● Exercise
Only lines holding "tracing" are wanted; copy each of them from the records below.

● Records from a collection
───

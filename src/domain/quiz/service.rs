use super::error::QuizServiceError;
use super::{AnswerOutcome, AnswerRequest, Mistake, MistakeRepository};
use crate::domain::lesson::{LessonContent, LessonRepository};
use async_trait::async_trait;
use std::sync::Arc;
use uuid::Uuid;

pub struct QuizService {
    lesson_repo: Arc<dyn LessonRepository>,
    mistake_repo: Arc<dyn MistakeRepository>,
}

impl QuizService {
    pub fn new(
        lesson_repo: Arc<dyn LessonRepository>,
        mistake_repo: Arc<dyn MistakeRepository>,
    ) -> Self {
        Self {
            lesson_repo,
            mistake_repo,
        }
    }
}

#[async_trait]
pub trait QuizServiceApi: Send + Sync {
    /// Grade one answer. A wrong answer is recorded in the mistake notebook.
    async fn answer(
        &self,
        lesson_id: &str,
        request: AnswerRequest,
    ) -> Result<AnswerOutcome, QuizServiceError>;

    async fn list_mistakes(&self) -> Result<Vec<Mistake>, QuizServiceError>;

    async fn clear_mistakes(&self) -> Result<(), QuizServiceError>;
}

#[async_trait]
impl QuizServiceApi for QuizService {
    async fn answer(
        &self,
        lesson_id: &str,
        request: AnswerRequest,
    ) -> Result<AnswerOutcome, QuizServiceError> {
        let lesson = self
            .lesson_repo
            .find_by_id(lesson_id)
            .ok_or_else(|| QuizServiceError::NotFound(format!("Lesson {}", lesson_id)))?;

        let LessonContent::QuizQuestionSet(questions) = lesson.content else {
            return Err(QuizServiceError::Invalid(format!(
                "Lesson {} is not a quiz",
                lesson_id
            )));
        };

        let question = questions
            .into_iter()
            .find(|q| q.id == request.question_id)
            .ok_or_else(|| {
                QuizServiceError::NotFound(format!("Question {}", request.question_id))
            })?;

        let selected = question
            .options
            .get(request.selected_option)
            .cloned()
            .ok_or_else(|| {
                QuizServiceError::Invalid(format!(
                    "Option {} is out of range (question has {})",
                    request.selected_option,
                    question.options.len()
                ))
            })?;

        let correct_answer = question
            .options
            .get(question.correct_answer)
            .cloned()
            .unwrap_or_default();
        let correct = request.selected_option == question.correct_answer;

        let mistake = if correct {
            None
        } else {
            let mistake = Mistake {
                id: Uuid::new_v4(),
                question: question.question.clone(),
                user_answer: selected,
                correct_answer: correct_answer.clone(),
                explanation: question.explanation.clone(),
                timestamp: chrono::Utc::now().timestamp_millis(),
            };
            self.mistake_repo.prepend(mistake.clone()).await?;
            Some(mistake)
        };

        tracing::info!(
            lesson_id = %lesson_id,
            question_id = %question.id,
            correct,
            "Quiz answer graded"
        );

        Ok(AnswerOutcome {
            question_id: question.id,
            correct,
            correct_option: question.correct_answer,
            correct_answer,
            explanation: question.explanation,
            mistake,
        })
    }

    async fn list_mistakes(&self) -> Result<Vec<Mistake>, QuizServiceError> {
        Ok(self.mistake_repo.list().await?)
    }

    async fn clear_mistakes(&self) -> Result<(), QuizServiceError> {
        self.mistake_repo.clear().await?;
        tracing::info!("Mistake notebook cleared");
        Ok(())
    }
}
// End-to-end tests for the Panda Tutor HTTP API
//
// Each test starts the full router on an ephemeral port with a scripted mock
// speech provider and a throwaway mistake notebook, then drives it over HTTP.

mod test_audio;
mod test_explain;
mod test_health;
mod test_lessons;
mod test_quiz;
use super::speech_repository::{SpeechError, SpeechRepository};
use async_trait::async_trait;
use base64::{engine::general_purpose::STANDARD as BASE64, Engine as _};
use regex::Regex;
use reqwest::header::{HeaderMap, RETRY_AFTER};
use reqwest::StatusCode;
use serde::{Deserialize, Serialize};
use std::sync::LazyLock;
use std::time::Duration;

const API_KEY_HEADER: &str = "x-goog-api-key";

/// Gemini reports quota resets as `"retryDelay": "37s"` inside the error body
static RETRY_DELAY_PATTERN: LazyLock<Regex> = LazyLock::new(|| {
    Regex::new(r#""retryDelay"\s*:\s*"(\d+)(?:\.\d+)?s""#).expect("valid regex")
});

#[derive(Debug, Serialize)]
#[serde(rename_all = "camelCase")]
struct GenerateContentRequest {
    contents: Vec<Content>,
    #[serde(skip_serializing_if = "Option::is_none")]
    generation_config: Option<GenerationConfig>,
}

#[derive(Debug, Serialize, Deserialize, Default)]
#[serde(rename_all = "camelCase")]
struct Content {
    #[serde(default)]
    parts: Vec<Part>,
}

#[derive(Debug, Serialize, Deserialize, Default)]
#[serde(rename_all = "camelCase")]
struct Part {
    #[serde(skip_serializing_if = "Option::is_none")]
    text: Option<String>,
    #[serde(skip_serializing_if = "Option::is_none")]
    inline_data: Option<InlineData>,
}

#[derive(Debug, Serialize, Deserialize)]
#[serde(rename_all = "camelCase")]
struct InlineData {
    #[serde(default)]
    mime_type: String,
    data: String,
}

#[derive(Debug, Serialize)]
#[serde(rename_all = "camelCase")]
struct GenerationConfig {
    response_modalities: Vec<&'static str>,
    speech_config: SpeechConfig,
}

#[derive(Debug, Serialize)]
#[serde(rename_all = "camelCase")]
struct SpeechConfig {
    voice_config: VoiceConfig,
}

#[derive(Debug, Serialize)]
#[serde(rename_all = "camelCase")]
struct VoiceConfig {
    prebuilt_voice_config: PrebuiltVoiceConfig,
}

#[derive(Debug, Serialize)]
#[serde(rename_all = "camelCase")]
struct PrebuiltVoiceConfig {
    voice_name: String,
}

#[derive(Debug, Deserialize)]
#[serde(rename_all = "camelCase")]
struct GenerateContentResponse {
    #[serde(default)]
    candidates: Vec<Candidate>,
    prompt_feedback: Option<PromptFeedback>,
}

#[derive(Debug, Deserialize)]
#[serde(rename_all = "camelCase")]
struct Candidate {
    content: Option<Content>,
    finish_reason: Option<String>,
}

#[derive(Debug, Deserialize)]
#[serde(rename_all = "camelCase")]
struct PromptFeedback {
    block_reason: Option<String>,
}

/// Gemini implementation of the speech repository, over the
/// `generateContent` REST endpoint
pub struct GeminiSpeechRepository {
    http_client: reqwest::Client,
    api_key: Option<String>,
    base_url: String,
    tts_model: String,
    text_model: String,
    voice: String,
}

impl GeminiSpeechRepository {
    pub fn new(
        api_key: Option<String>,
        base_url: String,
        tts_model: String,
        text_model: String,
        voice: String,
    ) -> Self {
        Self {
            http_client: reqwest::Client::new(),
            api_key: api_key.filter(|key| !key.trim().is_empty()),
            base_url: base_url.trim_end_matches('/').to_string(),
            tts_model,
            text_model,
            voice,
        }
    }

    fn endpoint(&self, model: &str) -> String {
        format!("{}/models/{}:generateContent", self.base_url, model)
    }

    async fn generate(
        &self,
        model: &str,
        request: &GenerateContentRequest,
    ) -> Result<GenerateContentResponse, SpeechError> {
        let api_key = self.api_key.as_deref().ok_or_else(|| {
            SpeechError::Rejected("Gemini API key is not configured".to_string())
        })?;

        let response = self
            .http_client
            .post(self.endpoint(model))
            .header(API_KEY_HEADER, api_key)
            .json(request)
            .send()
            .await
            .map_err(|e| {
                tracing::error!(error = %e, model = %model, "Gemini request failed");
                SpeechError::Transient(format!("Gemini request failed: {}", e))
            })?;

        let status = response.status();
        if !status.is_success() {
            let headers = response.headers().clone();
            let body = response
                .text()
                .await
                .unwrap_or_else(|_| "Unknown error".to_string());

            tracing::warn!(
                status = status.as_u16(),
                model = %model,
                body_preview = %body.chars().take(300).collect::<String>(),
                "Gemini returned an error status"
            );
            return Err(classify_status(status, &headers, &body));
        }

        response.json::<GenerateContentResponse>().await.map_err(|e| {
            SpeechError::Transient(format!("Malformed Gemini response: {}", e))
        })
    }
}

#[async_trait]
impl SpeechRepository for GeminiSpeechRepository {
    async fn synthesize(&self, text: &str) -> Result<Vec<u8>, SpeechError> {
        let start_time = std::time::Instant::now();

        let request = GenerateContentRequest {
            contents: vec![Content {
                parts: vec![Part {
                    text: Some(text.to_string()),
                    inline_data: None,
                }],
            }],
            generation_config: Some(GenerationConfig {
                response_modalities: vec!["AUDIO"],
                speech_config: SpeechConfig {
                    voice_config: VoiceConfig {
                        prebuilt_voice_config: PrebuiltVoiceConfig {
                            voice_name: self.voice.clone(),
                        },
                    },
                },
            }),
        };

        let response = self.generate(&self.tts_model, &request).await?;
        let audio = extract_audio(response)?;

        tracing::info!(
            provider = "gemini",
            model = %self.tts_model,
            voice = %self.voice,
            latency_ms = start_time.elapsed().as_millis() as u64,
            characters_count = text.chars().count(),
            audio_size_bytes = audio.len(),
            "TTS synthesis completed"
        );

        Ok(audio)
    }

    async fn explain(&self, text: &str) -> Result<String, SpeechError> {
        let request = GenerateContentRequest {
            contents: vec![Content {
                parts: vec![Part {
                    text: Some(explain_prompt(text)),
                    inline_data: None,
                }],
            }],
            generation_config: None,
        };

        let response = self.generate(&self.text_model, &request).await?;
        extract_text(response)
    }

    fn provider(&self) -> &'static str {
        "gemini"
    }

    fn is_configured(&self) -> bool {
        self.api_key.is_some()
    }
}

pub(crate) fn explain_prompt(text: &str) -> String {
    format!(
        "Explain the Chinese word or phrase \"{}\" to a beginner learner. \
         Keep it under 50 words, mention when it is used, and add one memory tip.",
        text
    )
}

fn classify_status(status: StatusCode, headers: &HeaderMap, body: &str) -> SpeechError {
    let message = format!("Gemini returned {}", status);

    match status {
        StatusCode::TOO_MANY_REQUESTS => SpeechError::RateLimited {
            message,
            retry_after: retry_after_header(headers).or_else(|| retry_delay_in_body(body)),
        },
        StatusCode::REQUEST_TIMEOUT => SpeechError::Transient(message),
        s if s.is_client_error() => SpeechError::Rejected(format!("{}: {}", message, body.trim())),
        _ => SpeechError::Transient(message),
    }
}

fn retry_after_header(headers: &HeaderMap) -> Option<Duration> {
    headers
        .get(RETRY_AFTER)?
        .to_str()
        .ok()?
        .trim()
        .parse::<u64>()
        .ok()
        .map(Duration::from_secs)
}

fn retry_delay_in_body(body: &str) -> Option<Duration> {
    RETRY_DELAY_PATTERN
        .captures(body)?
        .get(1)?
        .as_str()
        .parse::<u64>()
        .ok()
        .map(Duration::from_secs)
}

fn blocked_reason(response: &GenerateContentResponse) -> Option<String> {
    if let Some(reason) = response
        .prompt_feedback
        .as_ref()
        .and_then(|feedback| feedback.block_reason.clone())
    {
        return Some(reason);
    }

    response
        .candidates
        .iter()
        .filter_map(|candidate| candidate.finish_reason.as_deref())
        .find(|reason| matches!(*reason, "SAFETY" | "PROHIBITED_CONTENT" | "BLOCKLIST"))
        .map(str::to_string)
}

fn extract_audio(response: GenerateContentResponse) -> Result<Vec<u8>, SpeechError> {
    if let Some(reason) = blocked_reason(&response) {
        return Err(SpeechError::Rejected(format!("Request blocked: {}", reason)));
    }

    let data = response
        .candidates
        .into_iter()
        .filter_map(|candidate| candidate.content)
        .flat_map(|content| content.parts)
        .find_map(|part| part.inline_data)
        .map(|inline| {
            tracing::debug!(mime_type = %inline.mime_type, "Gemini audio part received");
            inline.data
        })
        .ok_or_else(|| SpeechError::Rejected("Gemini returned no audio".to_string()))?;

    let audio = BASE64
        .decode(data.as_bytes())
        .map_err(|e| SpeechError::Transient(format!("Undecodable audio payload: {}", e)))?;

    if audio.is_empty() {
        return Err(SpeechError::Rejected("Gemini returned empty audio".to_string()));
    }

    Ok(audio)
}

fn extract_text(response: GenerateContentResponse) -> Result<String, SpeechError> {
    if let Some(reason) = blocked_reason(&response) {
        return Err(SpeechError::Rejected(format!("Request blocked: {}", reason)));
    }

    let text: String = response
        .candidates
        .into_iter()
        .filter_map(|candidate| candidate.content)
        .flat_map(|content| content.parts)
        .filter_map(|part| part.text)
        .collect();

    let text = text.trim();
    if text.is_empty() {
        return Err(SpeechError::Rejected(
            "Gemini returned no explanation".to_string(),
        ));
    }

    Ok(text.to_string())
}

───

● Solution to this problem
        tracing::info!(
        tracing::info!("Mistake notebook cleared");
                tracing::error!(error = %e, model = %model, "Gemini request failed");
            tracing::warn!(
        tracing::info!(
            tracing::debug!(mime_type = %inline.mime_type, "Gemini audio part received");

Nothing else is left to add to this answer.